Across the country, public schools face the threat of extinction in the numerically ordained churn of the accountability movement. Now, for the first time, we can tally the human cost of rankings and scores. In this powerful rejoinder to the prevailing winds of American education policy, Michael Brick takes us inside the high-pressure world of a school on the brink. Compelling, character-driven narrative journalism, Saving the School pays overdue tribute to the great American high school, and to the people inside.
PUBLISHERS WEEKLY
Former New York Times reporter Brick presents a well-researched look at John H. Reagan High School in Texas, which was on the verge of being shut down until an unlikely principal a widowed mother named Anabel Garza came along. While the topic is indisputably timely and important, and the book offers a concrete, story-driven look into U.S. education policy, the prose and characterization fall short.
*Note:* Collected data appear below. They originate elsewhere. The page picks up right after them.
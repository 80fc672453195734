//! Command and message handlers for the Telegram bot.

use std::sync::Arc;

use teloxide::prelude::*;
use teloxide::types::ReactionType;
use teloxide::utils::command::BotCommands;
use tracing::{debug, info};

use notedrop_models::Record;
use notedrop_sync::Availability;

use crate::dispatch::{route_text, TextAction};
use crate::state::{BotState, SaveDisposition};

/// Bot commands that can be invoked with /.
#[derive(BotCommands, Clone, Debug)]
#[command(rename_rule = "lowercase", description = "Available commands:")]
pub enum Command {
    #[command(description = "Welcome message and help")]
    Start,

    #[command(description = "Show recent notes, queued ones marked")]
    History,

    #[command(description = "Show backend status and queue counts")]
    Memory,

    #[command(description = "Push queued notes to the backend now")]
    Sync,

    #[command(description = "Discard queued notes")]
    Flush,
}

/// Handle a / command.
pub async fn handle_command(
    bot: Bot,
    msg: Message,
    cmd: Command,
    state: Arc<BotState>,
) -> ResponseResult<()> {
    if !state.is_allowed(msg.chat.id.0) {
        debug!(chat_id = %msg.chat.id, "ignoring command from unknown chat");
        return Ok(());
    }

    match cmd {
        Command::Start => handle_start(bot, msg).await,
        Command::History => handle_history(bot, msg, state).await,
        Command::Memory => handle_memory(bot, msg, state).await,
        Command::Sync => handle_sync(bot, msg, state).await,
        Command::Flush => handle_flush(bot, msg, state).await,
    }
}

/// Handle the /start command.
async fn handle_start(bot: Bot, msg: Message) -> ResponseResult<()> {
    let welcome = "Welcome to Notedrop! 📝\n\n\
        Send me any message and I'll store it as a note. Edit a message and \
        I'll update the stored note instead of creating a duplicate. If the \
        backend is down, notes are kept here and synced once it returns.\n\n\
        Commands:\n\
        /history - recent notes\n\
        /memory - backend status and queue counts\n\
        /sync - push queued notes now\n\
        /flush - discard queued notes";

    bot.send_message(msg.chat.id, welcome).await?;
    info!(chat_id = %msg.chat.id, "user started bot");
    Ok(())
}

/// Handle the /history command.
async fn handle_history(bot: Bot, msg: Message, state: Arc<BotState>) -> ResponseResult<()> {
    let limit = state.config().history_limit;
    let (entries, pending) = state.history(limit).await;

    if entries.is_empty() {
        bot.send_message(msg.chat.id, "No notes yet.").await?;
        return Ok(());
    }

    let mut message = String::from("Recent notes:\n\n");
    for entry in &entries {
        let marker = if entry.pending { "🔄 " } else { "" };
        message.push_str(&format!(
            "{}📅 {}\n{}\n\n",
            marker,
            entry.timestamp.format("%Y-%m-%d %H:%M"),
            entry.text
        ));
    }
    if pending > 0 {
        message.push_str(&format!("🔄 {pending} notes waiting to sync"));
    }

    bot.send_message(msg.chat.id, message).await?;
    Ok(())
}

/// Handle the /memory command.
async fn handle_memory(bot: Bot, msg: Message, state: Arc<BotState>) -> ResponseResult<()> {
    let status = state.memory_status().await;

    let backend = match status.availability {
        Availability::Available => "🟢 online",
        Availability::Unavailable => "🔴 offline",
        Availability::Unknown => "⚪ not checked yet",
    };
    let last_checked = status
        .last_checked
        .map(|t| t.format("%Y-%m-%d %H:%M:%S").to_string())
        .unwrap_or_else(|| "never".to_string());

    let message = format!(
        "🧠 Status:\n\n\
        Backend: {backend}\n\
        Last checked: {last_checked}\n\
        Queued notes: {}\n\
        Cached notes: {}",
        status.pending, status.cached
    );

    bot.send_message(msg.chat.id, message).await?;
    Ok(())
}

/// Handle the /sync command.
async fn handle_sync(bot: Bot, msg: Message, state: Arc<BotState>) -> ResponseResult<()> {
    let pending = state.pending_count().await;
    if pending == 0 {
        bot.send_message(msg.chat.id, "No queued notes to sync.")
            .await?;
        return Ok(());
    }

    if !state.is_available().await {
        bot.send_message(
            msg.chat.id,
            format!(
                "⚠️ Backend is currently offline.\n\
                {pending} notes are queued and will sync automatically when it returns."
            ),
        )
        .await?;
        return Ok(());
    }

    let report = state.sync_now().await;
    let message = if report.is_clean() {
        format!("✅ Synced {} notes!", report.synced)
    } else {
        format!(
            "📊 Sync results:\n\
            ✅ {} synced\n\
            ❌ {} failed and stay queued",
            report.synced, report.failed
        )
    };

    bot.send_message(msg.chat.id, message).await?;
    Ok(())
}

/// Handle the /flush command.
async fn handle_flush(bot: Bot, msg: Message, state: Arc<BotState>) -> ResponseResult<()> {
    let dropped = state.flush().await;
    let message = if dropped == 0 {
        "No queued notes to discard.".to_string()
    } else {
        format!("✅ Discarded {dropped} queued notes.")
    };

    bot.send_message(msg.chat.id, message).await?;
    Ok(())
}

/// Handle a plain text message: route it, usually saving it as a note.
pub async fn handle_message(bot: Bot, msg: Message, state: Arc<BotState>) -> ResponseResult<()> {
    if !state.is_allowed(msg.chat.id.0) {
        debug!(chat_id = %msg.chat.id, "ignoring message from unknown chat");
        return Ok(());
    }

    let Some(text) = msg.text() else {
        return Ok(());
    };

    match route_text(text) {
        TextAction::Pong => {
            bot.send_message(msg.chat.id, "pong").await?;
        }
        TextAction::SaveNote => {
            let record = Record::new(Some(msg.chat.id.0), msg.id.0.to_string(), text);
            save_and_acknowledge(&bot, &msg, record, state).await;
        }
    }

    Ok(())
}

/// Handle an edit to an earlier message: re-save under the same identifier.
///
/// The wire identifier is derived from chat and message ids, so the remote
/// updates the stored note instead of creating a new one.
pub async fn handle_edited_message(
    bot: Bot,
    msg: Message,
    state: Arc<BotState>,
) -> ResponseResult<()> {
    if !state.is_allowed(msg.chat.id.0) {
        return Ok(());
    }

    let Some(text) = msg.text() else {
        return Ok(());
    };

    debug!(chat_id = %msg.chat.id, message_id = msg.id.0, "message edited, re-saving note");
    let record = Record::new(Some(msg.chat.id.0), msg.id.0.to_string(), text);
    save_and_acknowledge(&bot, &msg, record, state).await;
    Ok(())
}

/// Submits a record and acknowledges the outcome in the chat.
///
/// Adapter errors never surface to the user: a rejected note is only logged,
/// and a queued note gets a short explanatory reply.
async fn save_and_acknowledge(bot: &Bot, msg: &Message, record: Record, state: Arc<BotState>) {
    match state.submit(record).await {
        SaveDisposition::Saved(result) => {
            info!(
                chat_id = %msg.chat.id,
                message_id = %result.message_id,
                outcome = ?result.outcome,
                "note saved"
            );
            react_saved(bot, msg).await;
        }
        SaveDisposition::Buffered => {
            let _ = bot
                .send_message(
                    msg.chat.id,
                    "🔄 Stored offline. I'll sync it when the backend returns.",
                )
                .await;
        }
        SaveDisposition::Rejected => {
            // Already logged with context by BotState; the chat stays quiet.
        }
    }
}

/// Marks the message with a writing-hand reaction.
async fn react_saved(bot: &Bot, msg: &Message) {
    let reaction = vec![ReactionType::Emoji {
        emoji: "✍".to_string(),
    }];
    if let Err(e) = bot
        .set_message_reaction(msg.chat.id, msg.id)
        .reaction(reaction)
        .await
    {
        debug!(chat_id = %msg.chat.id, error = %e, "could not set reaction");
    }
}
Scenes that could be compelling often read like dialogue from a television script. " People used to pick on me too. If you let them get the better of you, they'll just keep doing it. You need to turn away," says a "school improvement facilitator" who looks "like he'd stepped out of a buddy cop movie." The reader may question whether the school, with its high dropout rate, teen pregnancies, and academic failures, should be allotted the resources to be "saved," which speaks to Brick's decision to let the story speak for itself rather than tackling larger questions. He focuses on Garza's and others' efforts and involvements in ensuring a future for Reagan High. Despite the project's high stakes, Brick's reliance on trite quotation and magazine-style storytelling may interfere with the book's ability to reach a wide audience.